Required work
Return each line exactly as written. Begin with the first line of the entries and end with the line that has "what they mean".

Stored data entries
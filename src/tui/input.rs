use std::time::Duration;

use crossterm::event::{self, Event, KeyCode, KeyEventKind};

use crate::pipeline::Direction;
use crate::shared::{InputEvent, SelectionMove};

// poll for input from the terminal and map key presses to input events,
// the middle layer decides what they mean
pub fn poll_input(timeout: Duration) -> anyhow::Result<Vec<InputEvent>> {
    if !event::poll(timeout)? {
        return Ok(vec![]);
    }

    if let Event::Key(key) = event::read()? {
        if key.kind != KeyEventKind::Press {
            return Ok(vec![]);
        }
        return Ok(map_key(key.code).into_iter().collect());
    }
    Ok(vec![])
}

pub fn map_key(code: KeyCode) -> Option<InputEvent> {
    let event = match code {
        KeyCode::Esc => InputEvent::Quit,
        KeyCode::Char(' ') => InputEvent::PlayPhrase,
        KeyCode::Enter => InputEvent::AddPaletteChord,
        KeyCode::Tab => InputEvent::NextPhrase,

        // scale degrees
        KeyCode::Char(c @ '1'..='7') => InputEvent::AddScaleChord(c as u8 - b'1'),

        KeyCode::Left => InputEvent::MoveSelection(SelectionMove::Left),
        KeyCode::Right => InputEvent::MoveSelection(SelectionMove::Right),
        KeyCode::Up => InputEvent::MoveSelection(SelectionMove::Up),
        KeyCode::Down => InputEvent::MoveSelection(SelectionMove::Down),

        KeyCode::Char(c) => match c {
            'v' => InputEvent::TogglePalette,
            'h' => InputEvent::PaletteCursor(-1),
            'l' => InputEvent::PaletteCursor(1),
            'o' => InputEvent::AddPaletteChordToProgression,
            'O' => InputEvent::PlayProgression,
            'X' => InputEvent::ClearProgression,

            'u' => InputEvent::ClearSelection,
            'x' => InputEvent::DeleteChord,

            'k' => InputEvent::KeyUp,
            'K' => InputEvent::KeyDown,
            'm' => InputEvent::ToggleScale,
            '-' => InputEvent::TempoDown,
            '=' => InputEvent::TempoUp,
            't' => InputEvent::CycleTimeSignature,

            'n' => InputEvent::NewPhrase,
            'b' => InputEvent::AddBar,
            'B' => InputEvent::DeleteBar,
            'p' => InputEvent::CyclePreset,

            'a' => InputEvent::AppendToArrangement,
            '{' => InputEvent::ArrangementCursor(-1),
            '}' => InputEvent::ArrangementCursor(1),
            '(' => InputEvent::MoveArrangementItem(Direction::Earlier),
            ')' => InputEvent::MoveArrangementItem(Direction::Later),
            'd' => InputEvent::RemoveArrangementItem,
            'c' => InputEvent::ClearArrangement,

            'g' => InputEvent::LoadSamples,
            'r' => InputEvent::PlayArrangement,
            's' => InputEvent::Stop,
            _ => return None,
        },
        _ => return None,
    };
    Some(event)
}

Response to the task
filename src/tui/input.rs
use std::time::Duration;

use crossterm::event::{self, Event, KeyCode, KeyEventKind};

use crate::pipeline::Direction;
use crate::shared::{InputEvent, SelectionMove};

// poll for input from the terminal and map key presses to input events,
// the middle layer decides what they mean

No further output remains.